(Exercise directions):
List every line below containing "SurveyFlow".

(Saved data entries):
══════

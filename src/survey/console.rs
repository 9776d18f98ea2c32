// The survey on a terminal: one page at a time, answers read line by line.

use std::io::{BufRead, Write};

use crate::survey::assets::{ImageCatalog, ImageLookup};
use crate::survey::*;

const TERMINAL: &str = "<terminal>";

const INTRO: &str = "\
This survey studies how urban travellers choose between e-rickshaws, public bike
sharing systems (PBSS) and walking for short trips.

It has three short sections and takes about 5 to 10 minutes:
  - a few choice scenarios, each describing a trip with three modes of transport
  - general information about you
  - your travel habits

Participation is voluntary and anonymous. By continuing, you agree that your
responses are used for academic research.";

const SCENARIO_PROMPT: &str = "Suppose you have just arrived from a transit facility and have to reach \
your destination which is about 5 km away. What mode will you prefer?";

const THANKS: &str = "\
Your responses have been submitted. Your feedback will contribute to research on
micromobility and urban transport.";

/// Drives a survey flow from a line-oriented input.
///
/// Scenario pages accept the number of an alternative, or `n` to move on.
/// Form questions are asked one after the other, then the form is submitted
/// as a whole.
pub struct Console<R: BufRead, W: Write> {
    input: R,
    output: W,
    images: ImageCatalog,
    survey_name: String,
}

// The errors the participant can fix by answering again.
fn is_retryable(e: &SurveyError) -> bool {
    matches!(
        e,
        SurveyError::NoSelection { .. }
            | SurveyError::OptionOutOfRange { .. }
            | SurveyError::IncompleteForm { .. }
    )
}

/// 1-based menu entry to 0-based index.
fn parse_choice(line: &str, count: usize) -> Option<usize> {
    match line.trim().parse::<usize>() {
        Ok(k) if k >= 1 && k <= count => Some(k - 1),
        _ => None,
    }
}

impl<R: BufRead, W: Write> Console<R, W> {
    pub fn new(input: R, output: W, images: ImageCatalog, survey_name: &str) -> Console<R, W> {
        Console {
            input,
            output,
            images,
            survey_name: survey_name.to_string(),
        }
    }

    fn say(&mut self, text: &str) -> BAppResult<()> {
        writeln!(self.output, "{}", text).context(IoSnafu { path: TERMINAL })?;
        Ok(())
    }

    fn ask(&mut self, prompt: &str) -> BAppResult<String> {
        write!(self.output, "{}", prompt).context(IoSnafu { path: TERMINAL })?;
        self.output.flush().context(IoSnafu { path: TERMINAL })?;
        let mut line = String::new();
        let n = self
            .input
            .read_line(&mut line)
            .context(IoSnafu { path: TERMINAL })?;
        if n == 0 {
            return InputClosedSnafu {}.fail().map_err(Box::new);
        }
        Ok(line.trim_end_matches(['\n', '\r']).to_string())
    }

    fn warn_participant(&mut self, e: SurveyError) -> BAppResult<()> {
        if is_retryable(&e) {
            debug!("Console: {:?}", e);
            self.say(&format!("! {}", e))
        } else {
            Err(e).context(SurveySnafu).map_err(Box::new)
        }
    }

    /// Runs the session until the thank-you page.
    ///
    /// Returns the submission, or `None` when the session had already been
    /// submitted.
    pub fn run(
        &mut self,
        flow: &mut SurveyFlow,
        sinks: &mut [Box<dyn RecordSink>],
    ) -> BAppResult<Option<Submission>> {
        loop {
            match flow.page() {
                Page::Intro => self.intro(flow)?,
                Page::Survey => self.scenario(flow)?,
                Page::Demographics => {
                    if let Some(s) = self.demographics(flow, sinks)? {
                        self.thanks(&s)?;
                        return Ok(Some(s));
                    }
                }
                Page::ThankYou => {
                    self.say(THANKS)?;
                    return Ok(None);
                }
            }
        }
    }

    fn intro(&mut self, flow: &mut SurveyFlow) -> BAppResult<()> {
        let title = format!("=== {} ===", self.survey_name);
        self.say(&title)?;
        self.say(INTRO)?;
        self.ask("\nPress Enter to begin the survey. ")?;
        flow.begin().context(SurveySnafu)?;
        Ok(())
    }

    fn scenario(&mut self, flow: &mut SurveyFlow) -> BAppResult<()> {
        let (task_id, count, text) = match flow.current_view().context(SurveySnafu)? {
            View::Scenario(v) => (v.task_id, v.options.len(), self.render_scenario(&v)),
            // The flow moved on by itself (empty block).
            _ => return Ok(()),
        };
        self.say(&text)?;
        let line = self.ask("Your choice (number), or n for next: ")?;
        let line = line.trim();
        if line.eq_ignore_ascii_case("n") || line.eq_ignore_ascii_case("next") {
            if let Err(e) = flow.next() {
                self.warn_participant(e)?;
            }
        } else if let Some(index) = parse_choice(line, count) {
            if let Err(e) = flow.select(index) {
                self.warn_participant(e)?;
            }
        } else {
            self.say(&format!(
                "! Please enter a number between 1 and {} for task {}, or n",
                count, task_id
            ))?;
        }
        Ok(())
    }

    fn render_scenario(&self, v: &ScenarioView) -> String {
        let mut lines: Vec<String> = vec![
            String::new(),
            format!("--- Scenario {} of {} ---", v.position, v.total),
            SCENARIO_PROMPT.to_string(),
        ];
        for (idx, row) in v.options.iter().enumerate() {
            let marker = if v.selected == Some(idx) { "*" } else { " " };
            let alt = row.alternative;
            lines.push(format!("{} {}. {}", marker, idx + 1, alt));
            match self.images.lookup(alt.name()) {
                ImageLookup::Found(p) => lines.push(format!("     [image: {}]", p.display())),
                ImageLookup::Missing(p) => {
                    lines.push(format!("     Image not found: {}", p.display()))
                }
            }
            lines.push(format!(
                "     {}: {}",
                alt.time_label(),
                format_number(row.time_minutes)
            ));
            lines.push(format!(
                "     {}: ₹{}",
                alt.cost_label(),
                format_number(row.cost_inr)
            ));
            lines.push(format!(
                "     {}: {}",
                alt.wait_label(),
                format_number(row.wait_minutes)
            ));
        }
        lines.join("\n")
    }

    fn demographics(
        &mut self,
        flow: &mut SurveyFlow,
        sinks: &mut [Box<dyn RecordSink>],
    ) -> BAppResult<Option<Submission>> {
        let (step, questions) = match flow.current_view().context(SurveySnafu)? {
            View::Demographics { step, questions } => (step, questions),
            _ => return Ok(None),
        };
        let title = if step == 0 {
            "General Information"
        } else {
            "Travel Habits"
        };
        self.say(&format!("\n--- {} ---", title))?;
        let answers = self.fill_form(questions)?;
        if step == 0 {
            if let Err(e) = flow.submit_general(&answers) {
                self.warn_participant(e)?;
            }
            Ok(None)
        } else {
            match flow.submit_travel(&answers, sinks) {
                Ok(s) => Ok(Some(s)),
                Err(e) => {
                    self.warn_participant(e)?;
                    Ok(None)
                }
            }
        }
    }

    fn fill_form(&mut self, questions: &[Question]) -> BAppResult<FormAnswers> {
        let mut answers = FormAnswers::new();
        for q in questions {
            match q.kind {
                QuestionKind::Text => {
                    let line = self.ask(&format!("{}: ", q.prompt))?;
                    answers.insert(q.key, &line);
                }
                QuestionKind::Select | QuestionKind::Radio => {
                    self.say(q.prompt)?;
                    for (idx, o) in q.options.iter().enumerate() {
                        self.say(&format!("  {}. {}", idx + 1, o))?;
                    }
                    let default = match q.kind {
                        QuestionKind::Radio => q.options.first().cloned().unwrap_or(PLACEHOLDER),
                        _ => PLACEHOLDER,
                    };
                    let line = self.ask(&format!("Choice [{}]: ", default))?;
                    // An empty or invalid entry leaves the question on its default.
                    if let Some(idx) = parse_choice(&line, q.options.len()) {
                        answers.insert(q.key, q.options[idx]);
                    }
                }
            }
        }
        Ok(answers)
    }

    fn thanks(&mut self, s: &Submission) -> BAppResult<()> {
        match s.report.status {
            PersistStatus::Persisted => {}
            PersistStatus::LocalOnly => {
                for f in s.report.failures.iter() {
                    self.say(&format!("! {}", f))?;
                }
                self.say("! Your responses were saved locally only.")?;
            }
            PersistStatus::Failed => {
                for f in s.report.failures.iter() {
                    self.say(&format!("! {}", f))?;
                }
                self.say("! Your responses could not be saved.")?;
            }
        }
        self.say("\n=== Thank you for completing the survey! ===")?;
        self.say(THANKS)
    }
}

══════

(Exercise result):
        flow: &mut SurveyFlow,
    fn intro(&mut self, flow: &mut SurveyFlow) -> BAppResult<()> {
    fn scenario(&mut self, flow: &mut SurveyFlow) -> BAppResult<()> {
        flow: &mut SurveyFlow,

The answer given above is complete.